Ntvnews.id, Jakarta - Rancangan Undang-Undang atau RUU Penyiaran menjadi perbincangan hangat di kalangan masyarakat, khususnya jurnalis dan pegiat media.
Sejumlah pasal dalam draf Revisi Undang-Undang Nomor 32 Tahun 2002 tentang Penyiaran atau RUU Penyiaran menuai polemik. Dokumen tertanggal 27 Maret 2024 itu dikritik karena ada pasal yang berpotensi mengancam kebebasan pers dan menyinggung juga platform digital.
Hal sebagaiman terlihat pada draft RUU penyiaran Pasal 8 (1) point h yang berbunyi “melakukan verifikasi identifikasi Konten Siaran Penyelenggara Platform Digital Penyiaran”

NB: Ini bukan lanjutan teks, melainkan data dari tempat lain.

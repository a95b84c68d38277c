//! Link editing over the record store.
//!
//! [`LinkEditor`] turns pairs of reference tokens into link additions and
//! removals. Links are recorded on the source port only: adding one marks the
//! source [`Direction::Out`](portlink_core::Direction::Out) with a destination
//! and the destination [`Direction::In`](portlink_core::Direction::In).
//!
//! Removal resets the source port and leaves the destination port's
//! direction alone, so a port that once received a link keeps reporting
//! `in` after the link is gone.

use std::fmt;

use log::{debug, info};
use thiserror::Error;

use portlink_core::{Port, PortRef, Store, UNKNOWN_TYPE};
use portlink_parser::{
    Reference, Span,
    error::{Diagnostic, ErrorCode, ParseError},
    parse_reference,
};

/// Which side of a link a reference token describes.
#[derive(Debug, Clone, Copy, PartialEq, Eq)]
pub enum Endpoint {
    Source,
    Destination,
}

impl fmt::Display for Endpoint {
    fn fmt(&self, f: &mut fmt::Formatter<'_>) -> fmt::Result {
        match self {
            Endpoint::Source => f.write_str("source"),
            Endpoint::Destination => f.write_str("destination"),
        }
    }
}

/// Errors raised by [`LinkEditor`] operations.
///
/// None of these leave a partial edit behind: every check runs before the
/// store is touched.
#[derive(Debug, Error)]
pub enum EditError {
    /// A reference token was rejected. `src` holds the token so the
    /// diagnostics' spans can be shown against it.
    #[error("invalid {endpoint} reference: {err}")]
    Reference {
        endpoint: Endpoint,
        err: ParseError,
        src: String,
    },

    #[error("port `{0}` not found")]
    PortNotFound(PortRef),

    #[error("link `{from}` -> `{to}` not found")]
    LinkNotFound { from: PortRef, to: PortRef },
}

impl EditError {
    fn reference(endpoint: Endpoint, err: impl Into<ParseError>, src: &str) -> Self {
        Self::Reference {
            endpoint,
            err: err.into(),
            src: src.to_owned(),
        }
    }
}

/// The fully resolved endpoints of a link that was added.
#[derive(Debug, Clone, PartialEq, Eq)]
pub struct Linked {
    /// Source reference with its type defaulted.
    pub source: Reference,
    /// Destination reference with port and type inherited where missing.
    pub destination: Reference,
    /// Set when the destination port name was taken from the source.
    pub inherited_port: bool,
}

/// The endpoints of a link that was removed.
#[derive(Debug, Clone, PartialEq, Eq)]
pub struct Unlinked {
    pub from: PortRef,
    pub to: PortRef,
}

/// Applies link additions and removals to a [`Store`].
///
/// # Examples
///
/// ```
/// use portlink::{Direction, LinkEditor, Store};
///
/// let mut store = Store::new();
/// let mut editor = LinkEditor::new(&mut store);
///
/// let linked = editor.add("Osc::out:audio", "Mixer::in1").unwrap();
/// assert_eq!(linked.destination.type_name(), "audio");
///
/// assert_eq!(store.port("Osc", "out").unwrap().direction(), Direction::Out);
/// assert_eq!(store.port("Mixer", "in1").unwrap().direction(), Direction::In);
/// ```
pub struct LinkEditor<'a> {
    store: &'a mut Store,
}

impl<'a> LinkEditor<'a> {
    /// Creates an editor operating on `store`.
    pub fn new(store: &'a mut Store) -> Self {
        Self { store }
    }

    /// Links the port named by `source` to the port named by `destination`.
    ///
    /// Missing pieces are filled in before anything is created:
    /// - an untyped source gets [`UNKNOWN_TYPE`],
    /// - a destination without a port reuses the source port name,
    /// - an untyped destination takes the source type.
    ///
    /// Both ports are created on demand and their types overwritten. The
    /// destination port is marked as an input and loses any destination it
    /// carried, even if it was itself linked somewhere. Repeating the same
    /// call leaves the store unchanged.
    ///
    /// # Errors
    ///
    /// Returns [`EditError::Reference`] if either token does not parse or
    /// the source names no port.
    pub fn add(&mut self, source: &str, destination: &str) -> Result<Linked, EditError> {
        let mut source_ref = parse(Endpoint::Source, source)?;
        let mut dest_ref = parse(Endpoint::Destination, destination)?;

        if !source_ref.has_port() {
            let module = source_ref.module();
            let diagnostic = Diagnostic::error(format!("source `{module}` must specify a port"))
                .with_code(ErrorCode::E100)
                .with_label(Span::new(0..source.len()), "no port given")
                .with_help(format!("write the source as `{module}::<port>`"));
            return Err(EditError::reference(Endpoint::Source, diagnostic, source));
        }

        if !source_ref.has_type() {
            source_ref.set_type(UNKNOWN_TYPE);
        }

        let inherited_port = !dest_ref.has_port();
        if inherited_port {
            dest_ref.set_port(source_ref.port());
            info!(port = dest_ref.port(); "Destination port not specified, using source port name");
        }
        if !dest_ref.has_type() {
            dest_ref.set_type(source_ref.type_name());
        }

        // Each step looks its port up again; source and destination may be
        // the same port, and the destination update must land last.
        self.endpoint_mut(&source_ref)?
            .set_type(source_ref.type_name());
        self.endpoint_mut(&dest_ref)?
            .set_type(dest_ref.type_name());
        self.endpoint_mut(&source_ref)?
            .connect_to(dest_ref.port_ref());
        self.endpoint_mut(&dest_ref)?.mark_input();

        info!(
            source = source_ref.to_string(),
            destination = dest_ref.to_string();
            "Link added"
        );

        Ok(Linked {
            source: source_ref,
            destination: dest_ref,
            inherited_port,
        })
    }

    /// Removes the link from `source` to `destination`.
    ///
    /// Type components of either token are ignored. Only the source port is
    /// reset; the destination port keeps its direction.
    ///
    /// # Errors
    ///
    /// - [`EditError::Reference`] if either token does not parse.
    /// - [`EditError::PortNotFound`] if the source module or port does not exist.
    /// - [`EditError::LinkNotFound`] if the source port does not point at
    ///   exactly that destination.
    pub fn remove(&mut self, source: &str, destination: &str) -> Result<Unlinked, EditError> {
        let from = parse(Endpoint::Source, source)?.port_ref();
        let to = parse(Endpoint::Destination, destination)?.port_ref();

        let port = self
            .store
            .find_or_create_port(from.module(), from.port(), false)
            .ok_or_else(|| EditError::PortNotFound(from.clone()))?;

        if port.destination() != Some(&to) {
            debug!(
                from = from.to_string(),
                to = to.to_string(),
                current:? = port.destination();
                "Source port does not point at destination"
            );
            return Err(EditError::LinkNotFound { from, to });
        }

        port.disconnect();
        info!(from = from.to_string(), to = to.to_string(); "Link removed");

        Ok(Unlinked { from, to })
    }

    /// Finds or creates the port a resolved reference names.
    fn endpoint_mut(&mut self, reference: &Reference) -> Result<&mut Port, EditError> {
        self.store
            .find_or_create_port(reference.module(), reference.port(), true)
            .ok_or_else(|| EditError::PortNotFound(reference.port_ref()))
    }
}

fn parse(endpoint: Endpoint, token: &str) -> Result<Reference, EditError> {
    parse_reference(token).map_err(|err| EditError::reference(endpoint, err, token))
}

Perbincangan Polemik RUU dan Platform Digital Penyiaran
Ilustrasi Pers (Istimewa)
Dalam draft Rancangan Undang-Undang (RUU) Penyiaran, terdapat dua aspek yang mendapat perhatian utama, yaitu entitas penyiaran dan platform digital. Entitas penyiaran meliputi stasiun TV swasta, televisi berlangganan, dan televisi komunitas.
Sementara platform digital adalah konsep baru yang bisa saja memungkinkan nantinya Komisi Penyiaran Indonesia (KPI) untuk memperluas cakupan ke ranah digital.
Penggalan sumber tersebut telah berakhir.